Kinetic isotope effects (KIEs) and computer modeling are used to approximate the transition state of S. pneumoniae 5′-methylthioadenosine/ S-adenosylhomocysteine nucleosidase (MTAN). Experimental KIEs were measured and corrected for a small forward commitment factor. Intrinsic KIEs were obtained for [1′-³H], [1′-¹⁴C], [2′- ³H], [4′-³H], [5′-³H₂], [9-¹⁵N] and [Me-³H₃] MTAs. The intrinsic KIEs suggest an S_N1 transition state with no covalent participation of the adenine or the water nucleophile. The transition state was modeled as a stable ribooxacarbenium ion intermediate and was constrained to fit the intrinsic KIEs. The isotope effects predicted a 3-endo conformation for the ribosyl oxacarbenium-ion corresponding to H1′-C1′-C2′-H2′ dihedral angle of 70°. Ab initio Hartree-Fockand DFT calculations were performed to study the effect of polarization of ribosyl hydroxyls, torsional angles, and the effect of base orientation on isotope effects. Calculations suggest that the 4′-³H KIE arises from hyperconjugation between the lonepair (n_p) of O4′ and the σ* (C4′-H4′) antibonding orbital owing to polarization of the 3′-hydroxyl by Glu174. A [methyl-³H₃] KIE is due to hyperconjugation between n_p of sulfur and σ* of methyl C-H bonds. The van der Waal contacts increase the 1′-³H KIE because of induced dipole-dipole interactions. The 1′-³H KIE is also influenced by the torsion angles of adjacent atoms and by polarization of the 2′-hydroxyl. Changing the virtual solvent (dielectric constant) does not influence the isotope effects.

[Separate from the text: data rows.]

//! Tracing subscriber initialization with structured logging and optional
//! OpenTelemetry trace export.
//!
//! # Usage
//!
//! ```no_run
//! use botmanager_observe::tracing_setup::{TracingOptions, init_tracing};
//!
//! // Human-readable logs at info unless RUST_LOG says otherwise
//! init_tracing(&TracingOptions::default()).unwrap();
//! ```

use opentelemetry::trace::TracerProvider as _;
use opentelemetry_sdk::trace::SdkTracerProvider;
use tracing_subscriber::{EnvFilter, Layer};
use tracing_subscriber::fmt::format::FmtSpan;
use tracing_subscriber::layer::SubscriberExt;
use tracing_subscriber::util::SubscriberInitExt;

use std::sync::OnceLock;

/// Stores the OTel tracer provider so it can be shut down cleanly on exit.
static TRACER_PROVIDER: OnceLock<SdkTracerProvider> = OnceLock::new();

/// Subscriber settings resolved from CLI flags and `config.toml`.
#[derive(Debug, Clone)]
pub struct TracingOptions {
    /// Filter used when `RUST_LOG` is unset (e.g. `"info"`).
    pub default_filter: String,
    /// Emit JSON lines instead of the human-readable format.
    pub json: bool,
    /// Bridge spans to OpenTelemetry via the stdout exporter.
    pub otel: bool,
}

impl Default for TracingOptions {
    fn default() -> Self {
        Self {
            default_filter: "info".to_string(),
            json: false,
            otel: false,
        }
    }
}

impl TracingOptions {
    /// Pick the default filter from the CLI verbosity flags.
    pub fn from_verbosity(verbose: bool, quiet: bool) -> Self {
        let default_filter = if quiet {
            "error"
        } else if verbose {
            "debug"
        } else {
            "info"
        };
        Self {
            default_filter: default_filter.to_string(),
            ..Self::default()
        }
    }

    fn env_filter(&self) -> EnvFilter {
        EnvFilter::try_from_default_env().unwrap_or_else(|_| EnvFilter::new(&self.default_filter))
    }
}

/// Initialize the global tracing subscriber.
///
/// - Always installs a `fmt` layer (JSON when `json` is set) with span close
///   timing, so each bot operation logs its duration.
/// - When `otel` is set, additionally bridges tracing spans to OpenTelemetry
///   using a stdout exporter.
/// - `RUST_LOG` overrides `default_filter`.
///
/// # Errors
///
/// Returns an error if the global subscriber has already been set.
pub fn init_tracing(options: &TracingOptions) -> Result<(), Box<dyn std::error::Error>> {
    let fmt_layer = tracing_subscriber::fmt::layer()
        .with_target(true)
        .with_writer(std::io::stderr)
        .with_span_events(FmtSpan::CLOSE);
    let fmt_layer = if options.json {
        fmt_layer.json().boxed()
    } else {
        fmt_layer.boxed()
    };

    let otel_layer = if options.otel {
        let provider = SdkTracerProvider::builder()
            .with_simple_exporter(opentelemetry_stdout::SpanExporter::default())
            .build();
        let tracer = provider.tracer("botmanager");

        // Store the provider for shutdown and register it globally.
        let _ = TRACER_PROVIDER.set(provider.clone());
        opentelemetry::global::set_tracer_provider(provider);

        Some(tracing_opentelemetry::layer().with_tracer(tracer))
    } else {
        None
    };

    tracing_subscriber::registry()
        .with(options.env_filter())
        .with(fmt_layer)
        .with(otel_layer)
        .try_init()?;

    Ok(())
}

/// Flush pending traces and shut down the OpenTelemetry tracer provider.
///
/// Safe to call even when OTel was not enabled (no-op in that case).
pub fn shutdown_tracing() {
    if let Some(provider) = TRACER_PROVIDER.get() {
        if let Err(e) = provider.shutdown() {
            eprintln!("Warning: OTel tracer provider shutdown error: {e}");
        }
    }
}

#[cfg(test)]
mod tests {
    use super::*;

    #[test]
    fn verbosity_picks_default_filter() {
        assert_eq!(TracingOptions::from_verbosity(false, false).default_filter, "info");
        assert_eq!(TracingOptions::from_verbosity(true, false).default_filter, "debug");
        assert_eq!(TracingOptions::from_verbosity(true, true).default_filter, "error");
    }

    #[test]
    fn shutdown_without_otel_is_noop() {
        shutdown_tracing();
    }
}
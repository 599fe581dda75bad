//! API key material: generation and SHA-256 hashing.
//!
//! Only the hash of a key is ever persisted; the plaintext is shown to the
//! operator once when the key is issued.

use aes_gcm::aead::{OsRng, rand_core::RngCore};
use sha2::{Digest, Sha256};

/// Prefix carried by every issued key.
pub const API_KEY_PREFIX: &str = "bmgr_";

/// Generate a new random API key (`bmgr_` followed by 64 hex chars).
pub fn generate_api_key() -> String {
    let mut key_bytes = [0u8; 32];
    OsRng.fill_bytes(&mut key_bytes);
    format!(
        "{API_KEY_PREFIX}{}",
        key_bytes.iter().map(|b| format!("{b:02x}")).collect::<String>()
    )
}

/// Compute SHA-256 hash of an API key (lowercase hex).
pub fn hash_api_key(key: &str) -> String {
    let digest = Sha256::digest(key.as_bytes());
    format!("{:x}", digest)
}
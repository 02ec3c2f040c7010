//! Strongly-typed identifiers for directory entities
//!
//! Directory ids are opaque snowflake strings. They are wrapped in newtype
//! structs so a role id can never be passed where a member id is expected.

use serde::{Deserialize, Serialize};
use std::fmt;

macro_rules! snowflake_id {
    ($(#[$meta:meta])* $name:ident, $prefix:literal) => {
        $(#[$meta])*
        #[derive(Debug, Clone, PartialEq, Eq, Hash, PartialOrd, Ord, Serialize, Deserialize)]
        #[serde(transparent)]
        pub struct $name(String);

        impl $name {
            pub fn new(id: impl Into<String>) -> Self {
                Self(id.into())
            }

            pub fn as_str(&self) -> &str {
                &self.0
            }
        }

        impl fmt::Display for $name {
            fn fmt(&self, f: &mut fmt::Formatter<'_>) -> fmt::Result {
                write!(f, concat!($prefix, ":{}"), self.0)
            }
        }

        impl From<&str> for $name {
            fn from(id: &str) -> Self {
                Self::new(id)
            }
        }

        impl From<String> for $name {
            fn from(id: String) -> Self {
                Self(id)
            }
        }
    };
}

snowflake_id!(
    /// Identifier of a guild (the directory scope all roles and members live in)
    GuildId,
    "guild"
);

snowflake_id!(
    /// Identifier of a directory role
    RoleId,
    "role"
);

snowflake_id!(
    /// Identifier of a directory member (the user id of the member)
    MemberId,
    "member"
);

Unlike most N-ribosyltransferases, N7 of the leaving group adenine is not protonated at the transition state of S. pneumoniae MTAN. This feature differentiates the S. pneumoniae and E. coli transition states and explains the 10³-fold decrease in the catalytic efficiency of S. pneumoniae MTAN relative to that from E. coli.